Census 2010 - No Sampling

From what I've read, the US 2010 census will not use sampling.

In 1990, the Census didn't count 8 million people and counted 4 million people twice. (Did they do a better job in 2000? I don't know.)

As the US population is around 300 million, this means that the Census has an error of anywhere from 1%-4% at the national level.

The people who aren't counted are poor, people of color, and undocumented immigrants.

This impacts communities at least at two levels - federal allocations of funds and the size of electoral districts. I'm unsure what federal funds are allocated based on population versus which are allocated by need (or by patronage), but I suspect the amount of dollars that some communities are missing out on is substantial.

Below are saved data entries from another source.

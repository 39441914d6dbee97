//! Serves every `/api/*` route from the [`MockRouter`].
//!
//! ```text
//! ANY /api/{tail:.*}
//! ```
//!
//! Lets the portals run against the simulated backend over real HTTP. Status
//! codes follow the interception shim: 200 for success envelopes, 400 for
//! failures.

use actix_web::http::StatusCode;
use actix_web::http::header::CONTENT_TYPE;
use actix_web::{HttpRequest, HttpResponse, web};
use serde_json::{Value, json};
use tracing::{debug, warn};

use crate::domain::{ApiEnvelope, HttpMethod};
use crate::outbound::simulation::{MOCK_API_ERROR, MULTIPART_PLACEHOLDER, MockRouter};

/// Shared state for the mock API handler.
#[derive(Clone)]
pub struct MockApiState {
    router: MockRouter,
}

impl MockApiState {
    /// State answering from `router`.
    pub fn new(router: MockRouter) -> Self {
        Self { router }
    }
}

/// Mount the catch-all `/api` scope.
pub fn configure(cfg: &mut web::ServiceConfig) {
    cfg.service(web::scope("/api").default_service(web::to(mock_api_handler)));
}

async fn mock_api_handler(
    request: HttpRequest,
    body: web::Bytes,
    state: web::Data<MockApiState>,
) -> HttpResponse {
    let Some(method) = HttpMethod::parse(request.method().as_str()) else {
        debug!(method = %request.method(), "unsupported method");
        return respond(
            StatusCode::METHOD_NOT_ALLOWED,
            &ApiEnvelope::failure("Method Not Allowed", request.method().as_str()),
        );
    };
    let payload = match decode_body(&request, &body) {
        Ok(payload) => payload,
        Err(message) => {
            warn!(path = request.path(), %message, "rejecting mock request body");
            return respond(
                StatusCode::BAD_REQUEST,
                &ApiEnvelope::failure(MOCK_API_ERROR, message),
            );
        }
    };
    let target = request.uri().to_string();
    let envelope = state.router.respond(&target, method, payload.as_ref()).await;
    let status = if envelope.success {
        StatusCode::OK
    } else {
        StatusCode::BAD_REQUEST
    };
    respond(status, &envelope)
}

fn decode_body(request: &HttpRequest, body: &[u8]) -> Result<Option<Value>, String> {
    let is_multipart = request
        .headers()
        .get(CONTENT_TYPE)
        .and_then(|value| value.to_str().ok())
        .is_some_and(|value| value.starts_with("multipart/"));
    if is_multipart {
        return Ok(Some(json!({"_placeholder": MULTIPART_PLACEHOLDER, "fields": []})));
    }
    if body.iter().all(u8::is_ascii_whitespace) {
        return Ok(None);
    }
    serde_json::from_slice(body)
        .map(Some)
        .map_err(|error| format!("request body is not JSON: {error}"))
}

fn respond(status: StatusCode, envelope: &ApiEnvelope) -> HttpResponse {
    HttpResponse::build(status).json(envelope)
}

In addition, the undercounting and overcounting of people leads to Democrat-leaning electoral districts that are larger than they should be, and Republican-leaning ones that are smaller. For instance, if you could have a Democrat-leaning district with 102,000 people and a Republican-leaning one with 99,000 where the US census counts the same (100,000) people. This would give the Republican-leaning voters 3% more voting power per person.

The impact of this effect would be seen most strongly on the local level, as the smaller the district, the more likely the Census is to get the count wrong. For instance, the Census will dramatically undercount a poverty stricken inner city neighborhood, but if you look at an entire US state - the rich and poor areas will be more in balance. So it'd be more of an issue for state senate and legislative elections, city council districts, and congressional house seats then for the US senate or president.

Ultimately this is yet another bias in the US electoral process which favors the Republicans (See my earlier post estimating that Obama needed 55% support of US residents over 16 to win the election - http://www.campusactivism.org/blog/node/271)

Fair sampling would mean smaller and thus more inner-city districts, or combining parts of existing inner-city districts into suburban districts giving Democrats a better chance of winning those. It could also help a progressive Third Party like the Greens make a breakthrough (into state legislatives, city councils, and ultimately congress).